Are you using a tool other than ChatGPT? If so, check the full prompt that's being sent. It can sometimes kneecap the model.
Tools having slightly unsuitable built in prompts/context sometimes lead to the models saying weird stuff out of the blue, instead of it actually being a 'baked in' behavior of the model itself. Seen this happen for both Gemini 2.5 Pro and o3.
Davidzheng · 2h ago
I have this distinctive feeling that o3 tries to trick me intentionally when it can't solve a problem by cleverly hiding its mistakes.
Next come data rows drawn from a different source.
use indexmap::IndexMap;
use serde::{Deserialize, Serialize};
use std::collections::BTreeSet;

/// Field value types supported by the document store.
#[derive(Debug, Clone, Copy, PartialEq, Eq, Serialize, Deserialize)]
#[serde(rename_all = "lowercase")]
pub enum FieldType {
    Text,
    Number,
    Boolean,
    Date,
    Json,
}

/// Declarative constraints attached to a field definition.
#[derive(Debug, Clone, Default, PartialEq, Serialize, Deserialize)]
pub struct FieldConstraints {
    #[serde(default, skip_serializing_if = "Option::is_none")]
    pub nullable: Option<bool>,
    #[serde(default, skip_serializing_if = "Option::is_none")]
    pub unique: Option<bool>,
    #[serde(default, skip_serializing_if = "Option::is_none")]
    pub primary: Option<bool>,
    #[serde(default, skip_serializing_if = "Option::is_none")]
    pub default: Option<serde_json::Value>,
}

#[derive(Debug, Clone, PartialEq, Serialize, Deserialize)]
pub struct Field {
    pub name: String,
    #[serde(rename = "type")]
    pub field_type: FieldType,
    #[serde(default)]
    pub constraints: FieldConstraints,
}

#[derive(Debug, Clone, Copy, PartialEq, Eq, Serialize, Deserialize)]
pub enum Cardinality {
    #[serde(rename = "1:1")]
    OneToOne,
    #[serde(rename = "1:N")]
    OneToMany,
    #[serde(rename = "N:N")]
    ManyToMany,
}

#[derive(Debug, Clone, PartialEq, Serialize, Deserialize)]
pub struct Relationship {
    pub name: String,
    pub from_bundle: String,
    pub to_bundle: String,
    pub from_field: String,
    pub to_field: String,
    pub cardinality: Cardinality,
}

/// A bundle: the collection/table analogue, a named set of documents
/// sharing a field schema.
#[derive(Debug, Clone, PartialEq, Serialize, Deserialize)]
pub struct Bundle {
    pub name: String,
    pub database: String,
    #[serde(default)]
    pub fields: IndexMap<String, Field>,
    #[serde(default)]
    pub relationships: IndexMap<String, Relationship>,
    #[serde(default)]
    pub indexes: Vec<String>,
}

#[derive(Debug, Clone, PartialEq, Serialize, Deserialize)]
pub struct Database {
    pub name: String,
    #[serde(default)]
    pub bundles: IndexMap<String, Bundle>,
}

#[derive(Debug, Clone, Copy, PartialEq, Eq, PartialOrd, Ord, Serialize, Deserialize)]
#[serde(rename_all = "lowercase")]
pub enum Grant {
    Read,
    Write,
    Execute,
    Admin,
}

#[derive(Debug, Clone, Copy, PartialEq, Eq, Serialize, Deserialize)]
#[serde(rename_all = "lowercase")]
pub enum ResourceKind {
    Database,
    Bundle,
    Field,
}

#[derive(Debug, Clone, PartialEq, Serialize, Deserialize)]
pub struct Permission {
    pub principal: String,
    pub resource: String,
    pub resource_kind: ResourceKind,
    pub grants: BTreeSet<Grant>,
}

#[derive(Debug, Clone, PartialEq, Serialize, Deserialize)]
pub struct Migration {
    pub name: String,
    #[serde(default)]
    pub statements: Vec<String>,
    #[serde(default)]
    pub dependencies: Vec<String>,
    #[serde(default)]
    pub applied: bool,
    #[serde(default, skip_serializing_if = "Option::is_none")]
    pub timestamp: Option<String>,
}

/// Wire shape returned by the schema server for a database listing.
/// Bundles arrive shallow and are filled in by later calls.
#[derive(Debug, Clone, Default, PartialEq, Serialize, Deserialize)]
pub struct DatabaseDefinition {
    pub name: String,
    #[serde(default)]
    pub bundles: Vec<BundleDefinition>,
}

#[derive(Debug, Clone, Default, PartialEq, Serialize, Deserialize)]
pub struct BundleDefinition {
    pub name: String,
    #[serde(default)]
    pub fields: Vec<Field>,
    #[serde(default)]
    pub relationships: Vec<Relationship>,
    #[serde(default)]
    pub indexes: Vec<String>,
}

impl BundleDefinition {
    /// Materializes the wire shape into the context's keyed model.
    pub fn into_bundle(self, database: &str) -> Bundle {
        Bundle {
            name: self.name,
            database: database.to_string(),
            fields: self
                .fields
                .into_iter()
                .map(|field| (field.name.clone(), field))
                .collect(),
            relationships: self
                .relationships
                .into_iter()
                .map(|rel| (rel.name.clone(), rel))
                .collect(),
            indexes: self.indexes,
        }
    }
}

impl DatabaseDefinition {
    pub fn into_database(self) -> Database {
        let name = self.name;
        let bundles = self
            .bundles
            .into_iter()
            .map(|bundle| (bundle.name.clone(), bundle.into_bundle(&name)))
            .collect();
        Database { name, bundles }
    }
}

#[cfg(test)]
mod tests {
    use super::*;
    use pretty_assertions::assert_eq;

    #[test]
    fn cardinality_uses_compact_wire_names() {
        let json = serde_json::to_string(&Cardinality::OneToMany).unwrap();
        assert_eq!(json, "\"1:N\"");
        let back: Cardinality = serde_json::from_str("\"N:N\"").unwrap();
        assert_eq!(back, Cardinality::ManyToMany);
    }

    #[test]
    fn definitions_materialize_into_keyed_maps() {
        let definition = DatabaseDefinition {
            name: "shop".to_string(),
            bundles: vec![BundleDefinition {
                name: "orders".to_string(),
                fields: vec![Field {
                    name: "total".to_string(),
                    field_type: FieldType::Number,
                    constraints: FieldConstraints::default(),
                }],
                relationships: vec![],
                indexes: vec!["idx_total".to_string()],
            }],
        };
        let database = definition.into_database();
        let bundle = &database.bundles["orders"];
        assert_eq!(bundle.database, "shop");
        assert_eq!(bundle.fields["total"].field_type, FieldType::Number);
    }
}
But I could be imagining it
int_19h · 1h ago
It's certainly the "laziest" model, in the sense that it seems to be the likeliest to avoid doing the actual work and generate "TBD" stubs instead.
square_usual · 2h ago
Are you using o3 on the official ChatGPT app or via API? I use it on the app and it performs very well, it's my go-to model for general purpose LLM use.
nomad_horse · 3h ago
Do I understand it correctly that OpenAI self-proclaimed that they got their gold, without the official IMO judges grading their solutions?
NitpickLawyer · 3h ago
Well, I don't doubt that they did get those results, but it is clear now that it was not an official collaboration. It was heavily implied in a statement by IMO's president a few days ago (the one where they said they'd prefer AI companies wait a week before announcing, so that the focus is first on the human competitors).
Goog had an official colab with IMO, and we can be sure they got those results under the imposed constraints (last year they allocated ~48h for silver IIRC) and an official grading by the IMO graders.
> 6/N In our evaluation, the model solved 5 of the 6 problems on the 2025 IMO. For each problem, three former IMO medalists independently graded the model’s submitted proof, with scores finalized after unanimous consensus. The model earned 35/42 points in total, enough for gold!
That means Google Deepmind is the first OFFICIAL IMO Gold.
> We've now been given permission to share our results and are pleased to have been part of the inaugural cohort to have our model results officially graded and certified by IMO coordinators and experts, receiving the first official gold-level performance grading for an AI system!
nomad_horse · 2h ago
Do you know if OpenAI used the same grading criteria as official judges?
tshadley · 1h ago
As IMO medalists they would be expected to I'm sure.
But this can be verified because the results are public:
Childish. And, of course they must have known there was an official LLM cohort taking the real test, and they probably even knew that Gemini got a gold medal, and may have even known that Google planned a press release for today.
cma · 2h ago
I think maybe all Altman companies have used tactics like this.
> We were trying to get a big client for weeks, and they said no and went with a competitor. The competitor already had a terms sheet from the company were we trying to sign up. It was real serious.
> We were devastated, but we decided to fly down and sit in their lobby until they would meet with us. So they finally let us talk to them after most of the day.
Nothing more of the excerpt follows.